# What to produce
Retype the records that come next, word for word.

[Saved data entries]
══════════

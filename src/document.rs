//! # Attribute Documents
//!
//! The JSON input format: a tree of elements, each carrying the attribute
//! dictionary an XML front end extracted for it. Resolving a document runs
//! every attribute parser over each element and yields [`Shape`] values.
//!
//! ```json
//! {
//!   "options": { "maxTransformFunctions": 64 },
//!   "elements": [
//!     { "tag": "rect", "attributes": { "width": "10", "height": "5", "stroke": "red" } }
//!   ]
//! }
//! ```

use std::collections::BTreeMap;

use serde::{Deserialize, Serialize};
use tracing::debug;

use crate::geometry::Point;
use crate::number::{number_regex, parse_number, parse_number_or};
use crate::options::ParseOptions;
use crate::path::SvgPath;
use crate::shape::{Shape, ShapeKind};
use crate::style::{self, ColorResolver, DefaultColorResolver};
use crate::transform::parser::parse_transform_with;
use crate::transform::AffineTransform;

#[derive(Debug, Clone, Default, Serialize, Deserialize)]
#[serde(rename_all = "camelCase")]
pub struct AttributeDocument {
    pub elements: Vec<ElementAttributes>,
    #[serde(default)]
    pub options: ParseOptions,
}

/// One element: its tag, its raw attributes and its children.
#[derive(Debug, Clone, Default, Serialize, Deserialize)]
#[serde(rename_all = "camelCase")]
pub struct ElementAttributes {
    pub tag: String,
    #[serde(default)]
    pub attributes: BTreeMap<String, String>,
    #[serde(default)]
    pub children: Vec<ElementAttributes>,
    /// Character data, for `text` elements.
    #[serde(default)]
    pub text: Option<String>,
}

/// Turns elements into shapes using a color resolver and parser limits.
pub struct Resolver<C: ColorResolver = DefaultColorResolver> {
    colors: C,
    options: ParseOptions,
}

impl Resolver<DefaultColorResolver> {
    pub fn new(options: ParseOptions) -> Self {
        Self::with_colors(DefaultColorResolver, options)
    }
}

impl<C: ColorResolver> Resolver<C> {
    pub fn with_colors(colors: C, options: ParseOptions) -> Self {
        Self { colors, options }
    }

    pub fn resolve_all(&self, elements: &[ElementAttributes]) -> Vec<Shape> {
        elements.iter().filter_map(|e| self.resolve(e)).collect()
    }

    /// Resolve one element. Tags without geometry are skipped.
    pub fn resolve(&self, element: &ElementAttributes) -> Option<Shape> {
        let attrs = style::merge_style_declarations(&element.attributes);
        let num = |key: &str| parse_number_or(&attrs, key, 0.0);

        let kind = match element.tag.as_str() {
            "rect" => {
                // a missing corner radius takes the other one
                let rx = attrs.get("rx").map(|_| num("rx"));
                let ry = attrs.get("ry").map(|_| num("ry"));
                ShapeKind::Rect {
                    x: num("x"),
                    y: num("y"),
                    width: num("width"),
                    height: num("height"),
                    rx: rx.or(ry).unwrap_or(0.0),
                    ry: ry.or(rx).unwrap_or(0.0),
                }
            }
            "circle" => ShapeKind::Circle {
                cx: num("cx"),
                cy: num("cy"),
                r: num("r"),
            },
            "ellipse" => ShapeKind::Ellipse {
                cx: num("cx"),
                cy: num("cy"),
                rx: num("rx"),
                ry: num("ry"),
            },
            "line" => ShapeKind::Line {
                x1: num("x1"),
                y1: num("y1"),
                x2: num("x2"),
                y2: num("y2"),
            },
            "polyline" => ShapeKind::Polyline {
                points: parse_points(attrs.get("points").map_or("", String::as_str)),
            },
            "polygon" => ShapeKind::Polygon {
                points: parse_points(attrs.get("points").map_or("", String::as_str)),
            },
            "path" => ShapeKind::Path {
                path: SvgPath::parse_d_with(
                    attrs.get("d").map_or("", String::as_str),
                    style::parse_fill_rule(attrs.get("fill-rule").map(String::as_str)),
                    &self.options,
                ),
            },
            "text" => ShapeKind::Text {
                x: num("x"),
                y: num("y"),
                anchor: style::parse_text_anchor(attrs.get("text-anchor").map(String::as_str)),
                content: element.text.clone().unwrap_or_default(),
            },
            "use" => {
                let href = attrs
                    .get("href")
                    .or_else(|| attrs.get("xlink:href"))
                    .map(String::as_str);
                ShapeKind::Use {
                    href: style::parse_use(href).map(|h| h.trim_start_matches('#').to_string()),
                    x: num("x"),
                    y: num("y"),
                }
            }
            "g" | "svg" => ShapeKind::Group {
                children: self.resolve_all(&element.children),
            },
            other => {
                debug!(tag = other, "skipping element without geometry");
                return None;
            }
        };

        let transform = attrs
            .get("transform")
            .map(|t| parse_transform_with(t, AffineTransform::IDENTITY, &self.options))
            .unwrap_or_default();

        let fill = match kind {
            // lines have no interior
            ShapeKind::Line { .. } => None,
            _ => style::parse_fill(&attrs, &self.colors),
        };

        Some(Shape {
            id: style::parse_id(&attrs),
            fill,
            stroke: style::parse_stroke(&attrs, &self.colors),
            opacity: style::parse_opacity(&attrs, "opacity"),
            transform,
            kind,
        })
    }
}

/// Resolve every top-level element with the default color resolver.
pub fn resolve(document: &AttributeDocument) -> Vec<Shape> {
    Resolver::new(document.options).resolve_all(&document.elements)
}

/// Parse a `points` attribute ("10,20 30,40"). A trailing odd coordinate is dropped.
pub fn parse_points(s: &str) -> Vec<Point> {
    let nums: Vec<f64> = number_regex()
        .find_iter(s)
        .filter_map(|m| parse_number(m.as_str()))
        .collect();

    nums.chunks_exact(2).map(|c| Point::new(c[0], c[1])).collect()
}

══════════

# Written answer
filename src/document.rs
//! # Attribute Documents
//!
//! The JSON input format: a tree of elements, each carrying the attribute
//! dictionary an XML front end extracted for it. Resolving a document runs
//! every attribute parser over each element and yields [`Shape`] values.
//!
//! ```json
//! {
//!   "options": { "maxTransformFunctions": 64 },
//!   "elements": [
//!     { "tag": "rect", "attributes": { "width": "10", "height": "5", "stroke": "red" } }
//!   ]
//! }
//! ```

use std::collections::BTreeMap;

use serde::{Deserialize, Serialize};
use tracing::debug;

use crate::geometry::Point;
use crate::number::{number_regex, parse_number, parse_number_or};
use crate::options::ParseOptions;
use crate::path::SvgPath;
use crate::shape::{Shape, ShapeKind};
use crate::style::{self, ColorResolver, DefaultColorResolver};
use crate::transform::parser::parse_transform_with;
use crate::transform::AffineTransform;

#[derive(Debug, Clone, Default, Serialize, Deserialize)]
#[serde(rename_all = "camelCase")]
pub struct AttributeDocument {
    pub elements: Vec<ElementAttributes>,
    #[serde(default)]
    pub options: ParseOptions,
}

/// One element: its tag, its raw attributes and its children.
#[derive(Debug, Clone, Default, Serialize, Deserialize)]
#[serde(rename_all = "camelCase")]
pub struct ElementAttributes {
    pub tag: String,
    #[serde(default)]
    pub attributes: BTreeMap<String, String>,
    #[serde(default)]
    pub children: Vec<ElementAttributes>,
    /// Character data, for `text` elements.
    #[serde(default)]
    pub text: Option<String>,
}

/// Turns elements into shapes using a color resolver and parser limits.
pub struct Resolver<C: ColorResolver = DefaultColorResolver> {
    colors: C,
    options: ParseOptions,
}

impl Resolver<DefaultColorResolver> {
    pub fn new(options: ParseOptions) -> Self {
        Self::with_colors(DefaultColorResolver, options)
    }
}

impl<C: ColorResolver> Resolver<C> {
    pub fn with_colors(colors: C, options: ParseOptions) -> Self {
        Self { colors, options }
    }

    pub fn resolve_all(&self, elements: &[ElementAttributes]) -> Vec<Shape> {
        elements.iter().filter_map(|e| self.resolve(e)).collect()
    }

    /// Resolve one element. Tags without geometry are skipped.
    pub fn resolve(&self, element: &ElementAttributes) -> Option<Shape> {
        let attrs = style::merge_style_declarations(&element.attributes);
        let num = |key: &str| parse_number_or(&attrs, key, 0.0);

        let kind = match element.tag.as_str() {
            "rect" => {
                // a missing corner radius takes the other one
                let rx = attrs.get("rx").map(|_| num("rx"));
                let ry = attrs.get("ry").map(|_| num("ry"));
                ShapeKind::Rect {
                    x: num("x"),
                    y: num("y"),
                    width: num("width"),
                    height: num("height"),
                    rx: rx.or(ry).unwrap_or(0.0),
                    ry: ry.or(rx).unwrap_or(0.0),
                }
            }
            "circle" => ShapeKind::Circle {
                cx: num("cx"),
                cy: num("cy"),
                r: num("r"),
            },
            "ellipse" => ShapeKind::Ellipse {
                cx: num("cx"),
                cy: num("cy"),
                rx: num("rx"),
                ry: num("ry"),
            },
            "line" => ShapeKind::Line {
                x1: num("x1"),
                y1: num("y1"),
                x2: num("x2"),
                y2: num("y2"),
            },
            "polyline" => ShapeKind::Polyline {
                points: parse_points(attrs.get("points").map_or("", String::as_str)),
            },
            "polygon" => ShapeKind::Polygon {
                points: parse_points(attrs.get("points").map_or("", String::as_str)),
            },
            "path" => ShapeKind::Path {
                path: SvgPath::parse_d_with(
                    attrs.get("d").map_or("", String::as_str),
                    style::parse_fill_rule(attrs.get("fill-rule").map(String::as_str)),
                    &self.options,
                ),
            },
            "text" => ShapeKind::Text {
                x: num("x"),
                y: num("y"),
                anchor: style::parse_text_anchor(attrs.get("text-anchor").map(String::as_str)),
                content: element.text.clone().unwrap_or_default(),
            },
            "use" => {
                let href = attrs
                    .get("href")
                    .or_else(|| attrs.get("xlink:href"))
                    .map(String::as_str);
                ShapeKind::Use {
                    href: style::parse_use(href).map(|h| h.trim_start_matches('#').to_string()),
                    x: num("x"),
                    y: num("y"),
                }
            }
            "g" | "svg" => ShapeKind::Group {
                children: self.resolve_all(&element.children),
            },
            other => {
                debug!(tag = other, "skipping element without geometry");
                return None;
            }
        };

        let transform = attrs
            .get("transform")
            .map(|t| parse_transform_with(t, AffineTransform::IDENTITY, &self.options))
            .unwrap_or_default();

        let fill = match kind {
            // lines have no interior
            ShapeKind::Line { .. } => None,
            _ => style::parse_fill(&attrs, &self.colors),
        };

        Some(Shape {
            id: style::parse_id(&attrs),
            fill,
            stroke: style::parse_stroke(&attrs, &self.colors),
            opacity: style::parse_opacity(&attrs, "opacity"),
            transform,
            kind,
        })
    }
}

/// Resolve every top-level element with the default color resolver.
pub fn resolve(document: &AttributeDocument) -> Vec<Shape> {
    Resolver::new(document.options).resolve_all(&document.elements)
}

/// Parse a `points` attribute ("10,20 30,40"). A trailing odd coordinate is dropped.
pub fn parse_points(s: &str) -> Vec<Point> {
    let nums: Vec<f64> = number_regex()
        .find_iter(s)
        .filter_map(|m| parse_number(m.as_str()))
        .collect();

    nums.chunks_exact(2).map(|c| Point::new(c[0], c[1])).collect()
}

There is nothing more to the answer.